I found this little gem in one of the footnotes, the lesson here being – always read the footnotes. Anyway, I don’t know about you, but I thought that was pretty awesome, which immediately got me thinking about how hard it would be to implement a stand-alone integer to English translation function. I would have loved to try my hand at doing this in Lisp, but I don’t think I am sufficiently Jedi for that as yet (I will however give it a go as soon as I am ready, you will not want to miss that :)), so instead I decided to have a go at implementing it in Ruby.

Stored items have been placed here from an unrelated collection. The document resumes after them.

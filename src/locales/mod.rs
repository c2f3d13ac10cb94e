//! Localized interface messages
//!
//! Messages are Fluent resources for each supported interface language.
//! Lookup falls back to English, then to the message key itself.

use fluent_bundle::concurrent::FluentBundle;
use fluent_bundle::{FluentArgs, FluentResource};
use tracing::{debug, warn};
use unic_langid::LanguageIdentifier;

const EN: &str = r#"
searching = Searching...
noResults = No results found.
searchError = Search error.
suggestionPrefix = { $brand }: { $suggestion }
settingsSaved = Settings saved.
settingsReset = Settings restored to defaults.
"#;

const ES: &str = r#"
searching = Buscando...
noResults = No se encontraron resultados.
searchError = Error de búsqueda.
suggestionPrefix = { $brand }: { $suggestion }
settingsSaved = Configuración guardada.
settingsReset = Configuración restablecida.
"#;

const PT_BR: &str = r#"
searching = Pesquisando...
noResults = Nenhum resultado encontrado.
searchError = Erro na pesquisa.
suggestionPrefix = { $brand }: { $suggestion }
settingsSaved = Configurações salvas.
settingsReset = Configurações restauradas.
"#;

/// Interface languages with a message catalog
pub const UI_LANGUAGES: &[&str] = &["en", "es", "pt-BR"];

/// Message catalog for one interface language
pub struct Messages {
    bundle: FluentBundle<FluentResource>,
    fallback: Option<FluentBundle<FluentResource>>,
}

impl Messages {
    /// Catalog for a language code; unsupported languages get English
    pub fn for_language(code: &str) -> Self {
        let language = match_language(code);
        let fallback = (language != "en").then(|| build_bundle("en"));
        Self {
            bundle: build_bundle(language),
            fallback,
        }
    }

    /// Message text for `key`
    pub fn get(&self, key: &str) -> String {
        self.format(key, &[])
    }

    /// Message text for `key` with named arguments
    pub fn format(&self, key: &str, args: &[(&str, &str)]) -> String {
        let mut fluent_args = FluentArgs::new();
        for (name, value) in args {
            fluent_args.set(*name, *value);
        }
        let args = (!args.is_empty()).then_some(&fluent_args);

        lookup(&self.bundle, key, args)
            .or_else(|| self.fallback.as_ref().and_then(|b| lookup(b, key, args)))
            .unwrap_or_else(|| key.to_string())
    }
}

/// Interface language for a preference or locale code
pub fn match_language(code: &str) -> &'static str {
    let lower = code.trim().to_lowercase();
    let base = lower.split(['-', '_']).next().unwrap_or_default();
    match base {
        "es" => "es",
        "pt" => "pt-BR",
        _ => "en",
    }
}

fn build_bundle(language: &'static str) -> FluentBundle<FluentResource> {
    let source = match language {
        "es" => ES,
        "pt-BR" => PT_BR,
        _ => EN,
    };
    let langid: LanguageIdentifier = language.parse().unwrap_or_default();
    let mut bundle = FluentBundle::new_concurrent(vec![langid]);
    bundle.set_use_isolating(false);

    let resource = FluentResource::try_new(source.to_string()).unwrap_or_else(|(resource, errors)| {
        warn!("{} message catalog has {} parse errors", language, errors.len());
        resource
    });
    if let Err(errors) = bundle.add_resource(resource) {
        warn!("{} message catalog has {} conflicts", language, errors.len());
    }
    bundle
}

fn lookup(
    bundle: &FluentBundle<FluentResource>,
    key: &str,
    args: Option<&FluentArgs>,
) -> Option<String> {
    let message = bundle.get_message(key)?;
    let pattern = message.value()?;
    let mut errors = vec![];
    let text = bundle.format_pattern(pattern, args, &mut errors);
    if !errors.is_empty() {
        debug!("Formatting {} produced {} errors", key, errors.len());
    }
    Some(text.into_owned())
}
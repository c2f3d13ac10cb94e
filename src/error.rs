//! Errors raised while talking to the backend

use thiserror::Error;

#[derive(Debug, Error)]
pub enum ClientError {
    #[error("Search failed: {0}")]
    Status(u16),
    #[error("request failed: {0}")]
    Http(#[from] reqwest::Error),
    #[error("invalid JSON response: {0}")]
    Decode(#[from] serde_json::Error),
    #[error("invalid backend URL {url}: {reason}")]
    InvalidBackend { url: String, reason: String },
    #[error("invalid client configuration: {0}")]
    Config(String),
}

impl ClientError {
    /// Whether the backend answered at all
    pub fn is_status(&self) -> bool {
        matches!(self, Self::Status(_))
    }
}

A Totally Unrelated Musical Trivia Interlude
Speaking of Jedi, I’ve recently been a little obsessed with the “Good Morning” song from “Singing In The Rain”, you know the one I mean. I blame “Family Guy” for this, it all started after I watched the episode where they perform this song in one of their postmodern flashes of randomness. Anyway, it’s just such a nice and happy song, it’s kinda quaint how 1:30 used to be considered “late” in those days and I dig the whole synchronized tap dancing thing that they do (just imagine how much they had to practice to get it right).

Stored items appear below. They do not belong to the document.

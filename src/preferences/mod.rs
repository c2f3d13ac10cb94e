//! Preferences store
//!
//! Loads and saves the fixed-shape preferences record against a pluggable
//! key-value backend. Unset or unreadable fields come back as defaults.

mod model;
mod storage;

pub use model::*;
pub use storage::*;

use crate::config::{StorageKind, StorageSettings};
use serde_json::{Map, Value};
use std::sync::Arc;
use thiserror::Error;
use tracing::{debug, warn};

#[derive(Debug, Error)]
pub enum PreferencesError {
    #[error(transparent)]
    Storage(#[from] StorageError),
    #[error("unknown preference: {0}")]
    UnknownKey(String),
    #[error("invalid value for {key}: {reason}")]
    InvalidValue { key: String, reason: String },
}

/// Reads and writes preferences through a storage backend
#[derive(Clone)]
pub struct PreferenceStore {
    backend: Arc<dyn KeyValueStore>,
}

impl PreferenceStore {
    pub fn new(backend: Arc<dyn KeyValueStore>) -> Self {
        Self { backend }
    }

    /// Pick the backend for this host from the storage settings
    pub fn from_settings(settings: &StorageSettings) -> Self {
        let backend: Arc<dyn KeyValueStore> = match (settings.kind, settings.resolved_path()) {
            (StorageKind::Memory, _) => Arc::new(MemoryStore::new()),
            (StorageKind::None, _) => Arc::new(NullStore),
            (StorageKind::Sync, Some(path)) => Arc::new(JsonFileStore::new(path)),
            (StorageKind::Local, Some(path)) => Arc::new(LocalStorageStore::new(path)),
            (kind, None) => {
                warn!("No location for {:?} preference storage, preferences will not persist", kind);
                Arc::new(NullStore)
            }
        };
        debug!("Using {} preference storage", backend.name());
        Self::new(backend)
    }

    /// An in-memory store, mostly for tests
    pub fn in_memory() -> Self {
        Self::new(Arc::new(MemoryStore::new()))
    }

    pub fn backend_name(&self) -> &str {
        self.backend.name()
    }

    /// Load the record, filling unset fields with defaults
    pub async fn load(&self) -> Result<Preferences, PreferencesError> {
        let stored = self.backend.get_all().await?;
        Ok(merge_defaults(stored))
    }

    /// Load the record, falling back to defaults when storage cannot be read
    pub async fn load_or_default(&self) -> Preferences {
        match self.load().await {
            Ok(prefs) => prefs,
            Err(e) => {
                warn!("Failed to load preferences, using defaults: {}", e);
                Preferences::default()
            }
        }
    }

    /// Write the fields present in `update`
    pub async fn save(&self, update: PreferencesUpdate) -> Result<(), PreferencesError> {
        if update.is_empty() {
            return Ok(());
        }
        let entries = update.into_entries();
        debug!("Saving preferences: {:?}", entries.keys().collect::<Vec<_>>());
        self.backend.set_many(entries).await?;
        Ok(())
    }

    /// Read a single field
    pub async fn get(&self, key: PreferenceKey) -> Result<Value, PreferencesError> {
        Ok(self.load().await?.value(key))
    }

    /// Write a single field
    pub async fn set(&self, key: PreferenceKey, value: Value) -> Result<(), PreferencesError> {
        let mut update = PreferencesUpdate::default();
        update.set_value(key, value)?;
        self.save(update).await
    }

    /// Write every default
    pub async fn reset(&self) -> Result<(), PreferencesError> {
        self.save(PreferencesUpdate::full(&Preferences::default())).await
    }
}

fn merge_defaults(stored: Map<String, Value>) -> Preferences {
    let mut prefs = Preferences::default();
    for key in PreferenceKey::ALL {
        let Some(value) = stored.get(key.as_str()) else {
            continue;
        };
        if value.is_null() {
            continue;
        }
        if let Err(e) = prefs.apply(key, value.clone()) {
            warn!("Ignoring stored preference: {}", e);
        }
    }
    prefs
}

#[cfg(test)]
mod tests {
    use super::*;
    use crate::theme::Theme;
    use serde_json::json;

    fn store_with(value: Value) -> PreferenceStore {
        let items = value.as_object().cloned().unwrap();
        PreferenceStore::new(Arc::new(MemoryStore::with_items(items)))
    }

    #[tokio::test]
    async fn test_load_empty_gives_defaults() {
        let store = PreferenceStore::in_memory();
        assert_eq!(store.load().await.unwrap(), Preferences::default());
    }

    #[tokio::test]
    async fn test_load_fills_missing_and_invalid_fields() {
        let store = store_with(json!({
            "language": "pt-BR",
            "safeSearch": 9,
            "theme": "dark",
            "openInNewTab": null,
            "unrelated": "kept out",
        }));

        let prefs = store.load().await.unwrap();
        assert_eq!(prefs.language, "pt-BR");
        assert_eq!(prefs.safe_search, SafeSearch::Moderate);
        assert_eq!(prefs.theme, Theme::Dark);
        assert!(!prefs.open_in_new_tab);
    }

    #[tokio::test]
    async fn test_save_is_partial() {
        let store = store_with(json!({"language": "es", "theme": "light"}));
        store
            .save(PreferencesUpdate {
                theme: Some(Theme::Dark),
                ..Default::default()
            })
            .await
            .unwrap();

        let prefs = store.load().await.unwrap();
        assert_eq!(prefs.language, "es");
        assert_eq!(prefs.theme, Theme::Dark);
    }

    #[tokio::test]
    async fn test_set_and_get_single_field() {
        let store = PreferenceStore::in_memory();
        store
            .set(PreferenceKey::Backend, json!(" https://searx.example/ "))
            .await
            .unwrap();
        store.set(PreferenceKey::SafeSearch, json!(0)).await.unwrap();

        assert_eq!(
            store.get(PreferenceKey::Backend).await.unwrap(),
            json!("https://searx.example")
        );
        assert_eq!(store.get(PreferenceKey::SafeSearch).await.unwrap(), json!(0));
    }

    #[tokio::test]
    async fn test_set_rejects_invalid_value() {
        let store = PreferenceStore::in_memory();
        let err = store.set(PreferenceKey::SafeSearch, json!(5)).await.unwrap_err();
        assert!(matches!(err, PreferencesError::InvalidValue { .. }));
        assert_eq!(store.load().await.unwrap(), Preferences::default());
    }

    #[tokio::test]
    async fn test_reset_restores_defaults() {
        let store = store_with(json!({"language": "es", "openInNewTab": true}));
        store.reset().await.unwrap();
        assert_eq!(store.load().await.unwrap(), Preferences::default());
    }

    #[tokio::test]
    async fn test_blank_language_keeps_query_valid() {
        let store = PreferenceStore::in_memory();
        let blank = PreferenceKey::Language.parse_value("   ").unwrap();
        store.set(PreferenceKey::Language, blank).await.unwrap();

        let prefs = store.load().await.unwrap();
        assert_eq!(prefs.language, "en");
        let url = crate::search::SearchRequest::resolve("q", &prefs, &Default::default())
            .url()
            .unwrap();
        assert!(url.as_str().contains("language=en&"));
    }

    #[tokio::test]
    async fn test_local_storage_from_settings_keeps_every_write() {
        let dir = tempfile::tempdir().unwrap();
        let store = PreferenceStore::from_settings(&StorageSettings {
            kind: StorageKind::Local,
            path: Some(dir.path().join("local-storage.json")),
        });
        assert_eq!(store.backend_name(), "local");

        store.set(PreferenceKey::Language, json!("es")).await.unwrap();
        store.set(PreferenceKey::Theme, json!("dark")).await.unwrap();

        let prefs = store.load().await.unwrap();
        assert_eq!(prefs.language, "es");
        assert_eq!(prefs.theme, Theme::Dark);
    }

    #[test]
    fn test_in_memory_store_blocking() {
        let store = PreferenceStore::in_memory();
        assert_eq!(store.backend_name(), "memory");
        tokio_test::block_on(store.set(PreferenceKey::Theme, json!("dark"))).unwrap();
        let prefs = tokio_test::block_on(store.load()).unwrap();
        assert_eq!(prefs.theme, Theme::Dark);
    }

    #[tokio::test]
    async fn test_null_storage_is_inert() {
        let store = PreferenceStore::new(Arc::new(NullStore));
        store.set(PreferenceKey::Language, json!("es")).await.unwrap();
        assert_eq!(store.load().await.unwrap().language, "en");
    }

    #[tokio::test]
    async fn test_corrupt_file_falls_back_to_defaults() {
        let dir = tempfile::tempdir().unwrap();
        let path = dir.path().join("prefs.json");
        std::fs::write(&path, "{not json").unwrap();
        let store = PreferenceStore::from_settings(&StorageSettings {
            kind: StorageKind::Sync,
            path: Some(path),
        });

        assert!(store.load().await.is_err());
        assert_eq!(store.load_or_default().await, Preferences::default());
    }
}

Now, here is the trivia, the girl in the song/movie is a 20 year old Debbie Reynolds (did you know that before “Singing In The Rain” she didn’t even know how to dance) who went on to marry singer Eddie Fisher. A few years later she gave birth to a daughter named Carrie (i.e. Carrie Fisher) who, in turn, went on to play Princess Leia in “Star Wars”. That’s how all of this relates to Jedi, and you thought I was going off on a random tangent – now you know better :). Time to get back to some Ruby code.
A Ruby Based Integer To English Converter
It turns out writing it was somewhat harder than I expected because the English language is a little insane when it comes to naming numbers. Everything was going well at the start; it was obvious that we need some kind of lookup table to convert digits to words. The lookup table must contain all the uniquely named numbers that we are likely to encounter.
- all number between 1 and 10 (e.g. one, two, five etc.)
- all number between 11 and 20 (e.g. eleven, twelve, sixteen etc.)
- all multiples of 10 between 20 and 100 (e.g. thirty, forty etc.)
- all uniquely named powers of 2 over 100 (e.g. hundred, thousand, million, billion etc.)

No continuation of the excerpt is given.